Find the string "delete" in the records. Copy each line that has it.
*** Opening Extracted material ***
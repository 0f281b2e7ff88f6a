#![expect(clippy::unwrap_used, reason = "test code")]

use moviedb_core::{DuplicatePolicy, MovieRecord};

use super::{create_test_movie, read_file};
use crate::{CsvStorage, MovieStore};

fn csv_storage() -> (CsvStorage, tempfile::TempDir) {
    let dir = tempfile::tempdir().unwrap();
    let storage = CsvStorage::new(dir.path().join("data").join("movies.csv")).unwrap();
    (storage, dir)
}

#[test]
fn test_new_creates_header_only_file() {
    let (storage, _dir) = csv_storage();
    assert_eq!(read_file(storage.path()), "title,rating,year,posterUrl,externalId\n");
}

#[test]
fn test_new_keeps_existing_file() {
    let dir = tempfile::tempdir().unwrap();
    let path = dir.path().join("movies.csv");
    std::fs::write(&path, "title,rating,year\nHeat,8.3,1995\n").unwrap();

    let storage = CsvStorage::new(&path).unwrap();
    assert_eq!(storage.list().unwrap()["Heat"].year, Some(1995));
}

#[test]
fn test_la_haine_lifecycle() {
    let (storage, _dir) = csv_storage();

    let movie = MovieRecord::new("La haine", 8.1).with_year(Some(1995)).with_poster("http://poster");
    assert!(storage.add(&movie).unwrap());
    let listed = storage.list().unwrap();
    assert_eq!(listed.len(), 1);
    let entry = &listed["La haine"];
    assert!((entry.rating - 8.1).abs() < f64::EPSILON);
    assert_eq!(entry.year, Some(1995));
    assert_eq!(entry.poster_url, "http://poster");

    assert!(storage.update("La haine", 9.0, "http://new").unwrap());
    let entry = &storage.list().unwrap()["La haine"];
    assert!((entry.rating - 9.0).abs() < f64::EPSILON);
    assert_eq!(entry.poster_url, "http://new");
    assert_eq!(entry.year, Some(1995));

    assert!(storage.delete("La haine").unwrap());
    assert!(storage.list().unwrap().is_empty());
    assert_eq!(read_file(storage.path()), "title,rating,year,posterUrl,externalId\n");
}

#[test]
fn test_quoting_survives_round_trip() {
    let (storage, _dir) = csv_storage();
    let tricky = [
        "Crouching Tiger, Hidden Dragon",
        "The \"Great\" Escape",
        "Line\nBreak",
        "Trailing, \"both\"\r\n",
    ];
    for title in tricky {
        assert!(storage.add(&create_test_movie(title, 7.0, 2000)).unwrap());
    }
    // Rewrite path goes through the full encoder.
    assert!(storage.update(tricky[0], 7.5, "http://a,b").unwrap());

    let listed = storage.list().unwrap();
    assert_eq!(listed.len(), tricky.len());
    for title in tricky {
        assert!(listed.contains_key(title), "missing {title:?}");
    }
    assert_eq!(listed[tricky[0]].poster_url, "http://a,b");
}

#[test]
fn test_reject_on_same_external_id() {
    let (storage, _dir) = csv_storage();
    let original = create_test_movie("Inception", 8.8, 2010).with_external_id(Some("tt1375666".into()));
    assert!(storage.add(&original).unwrap());

    let renamed = create_test_movie("Inception (2010)", 8.8, 2010)
        .with_external_id(Some("tt1375666".into()));
    assert!(!storage.add(&renamed).unwrap());
    assert_eq!(storage.list().unwrap().len(), 1);
}

#[test]
fn test_records_without_external_id_do_not_collide() {
    let (storage, _dir) = csv_storage();
    assert!(storage.add(&create_test_movie("Heat", 8.3, 1995)).unwrap());
    assert!(storage.add(&create_test_movie("Ronin", 7.2, 1998)).unwrap());
    assert_eq!(storage.list().unwrap().len(), 2);
}

#[test]
fn test_append_after_missing_trailing_newline() {
    let dir = tempfile::tempdir().unwrap();
    let path = dir.path().join("movies.csv");
    std::fs::write(&path, "title,rating,year,posterUrl,externalId\nHeat,8.3,1995,,").unwrap();

    let storage = CsvStorage::new(&path).unwrap();
    assert!(storage.add(&create_test_movie("Ronin", 7.2, 1998)).unwrap());

    let listed = storage.list().unwrap();
    assert_eq!(listed.len(), 2);
    assert_eq!(listed["Heat"].external_id, None);
    assert_eq!(listed["Ronin"].year, Some(1998));
}

#[test]
fn test_append_to_empty_file_writes_header() {
    let dir = tempfile::tempdir().unwrap();
    let path = dir.path().join("movies.csv");
    let storage = CsvStorage::new(&path).unwrap();
    std::fs::write(&path, "").unwrap();

    assert!(storage.add(&create_test_movie("Heat", 8.3, 1995)).unwrap());
    assert!(read_file(&path).starts_with("title,rating,year,posterUrl,externalId\n"));
    assert_eq!(storage.list().unwrap().len(), 1);
}

#[test]
fn test_load_reports_bad_rows() {
    let dir = tempfile::tempdir().unwrap();
    let path = dir.path().join("movies.csv");
    std::fs::write(
        &path,
        "title,rating,year,posterUrl,externalId\n,1.0,2000,,\nHeat,oops,1995,,\nRonin,7.2,1998,,\n",
    )
    .unwrap();

    let storage = CsvStorage::new(&path).unwrap();
    let loaded = storage.load().unwrap();
    assert_eq!(loaded.movies.len(), 2);
    assert_eq!(loaded.warnings.len(), 2);
}

#[test]
fn test_upsert_override_replaces_row() {
    let (storage, _dir) = csv_storage();
    let storage = storage.with_duplicate_policy(DuplicatePolicy::Upsert);

    assert!(storage.add(&create_test_movie("Heat", 8.3, 1995)).unwrap());
    assert!(storage.add(&create_test_movie("Heat", 9.1, 1995)).unwrap());

    let listed = storage.list().unwrap();
    assert_eq!(listed.len(), 1);
    assert!((listed["Heat"].rating - 9.1).abs() < f64::EPSILON);
    assert_eq!(read_file(storage.path()).lines().count(), 2);
}

#[test]
fn test_rewrite_leaves_no_temp_file() {
    let (storage, dir) = csv_storage();
    storage.add(&create_test_movie("Heat", 8.3, 1995)).unwrap();
    storage.delete("Heat").unwrap();

    let leftovers: Vec<_> = std::fs::read_dir(dir.path().join("data"))
        .unwrap()
        .map(|entry| entry.unwrap().file_name())
        .collect();
    assert_eq!(leftovers, vec![std::ffi::OsString::from("movies.csv")]);
}

#[test]
fn test_add_to_reordered_header_rewrites_canonically() {
    let dir = tempfile::tempdir().unwrap();
    let path = dir.path().join("movies.csv");
    std::fs::write(&path, "title,year,rating,posterUrl,externalId\nHeat,1995,8.3,,\n").unwrap();

    let storage = CsvStorage::new(&path).unwrap();
    assert!(storage.add(&create_test_movie("Ronin", 7.2, 1998)).unwrap());

    let listed = storage.list().unwrap();
    assert_eq!(listed["Ronin"].year, Some(1998));
    assert!((listed["Ronin"].rating - 7.2).abs() < f64::EPSILON);
    assert_eq!(listed["Heat"].year, Some(1995));
    assert!(read_file(&path).starts_with("title,rating,year,posterUrl,externalId\n"));
}

#[test]
fn test_add_to_header_without_title_is_listed() {
    let dir = tempfile::tempdir().unwrap();
    let path = dir.path().join("movies.csv");
    std::fs::write(&path, "name,score\nAmelie,8.3\n").unwrap();

    let storage = CsvStorage::new(&path).unwrap();
    assert!(storage.add(&create_test_movie("Heat", 8.3, 1995)).unwrap());

    let listed = storage.list().unwrap();
    assert_eq!(listed.len(), 1);
    assert!(listed.contains_key("Heat"));
}

#[test]
fn test_legacy_header_keeps_external_id_identity() {
    let dir = tempfile::tempdir().unwrap();
    let path = dir.path().join("movies.csv");
    std::fs::write(&path, "title,rating,year,poster_url\nHeat,8.3,1995,http://p\n").unwrap();
    let storage = CsvStorage::new(&path).unwrap();

    let first = MovieRecord::new("Inception", 8.8).with_external_id(Some("tt1375666".into()));
    let second =
        MovieRecord::new("Inception (2010)", 8.8).with_external_id(Some("tt1375666".into()));
    assert!(storage.add(&first).unwrap());
    assert!(!storage.add(&second).unwrap());

    let listed = storage.list().unwrap();
    assert_eq!(listed.len(), 2);
    assert_eq!(listed["Inception"].external_id.as_deref(), Some("tt1375666"));
    assert_eq!(listed["Heat"].poster_url, "http://p");
}

#[test]
fn test_add_to_blank_file_writes_header() {
    let dir = tempfile::tempdir().unwrap();
    let path = dir.path().join("movies.csv");
    let storage = CsvStorage::new(&path).unwrap();
    std::fs::write(&path, "\n\n").unwrap();

    assert!(storage.add(&create_test_movie("Heat", 8.3, 1995)).unwrap());
    assert_eq!(storage.list().unwrap().len(), 1);
    assert!(read_file(&path).starts_with("title,rating,year,posterUrl,externalId\n"));
}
*** Closing Extracted material ***
● **Exercise answer**:
    assert!(storage.delete("La haine").unwrap());
    storage.delete("Heat").unwrap();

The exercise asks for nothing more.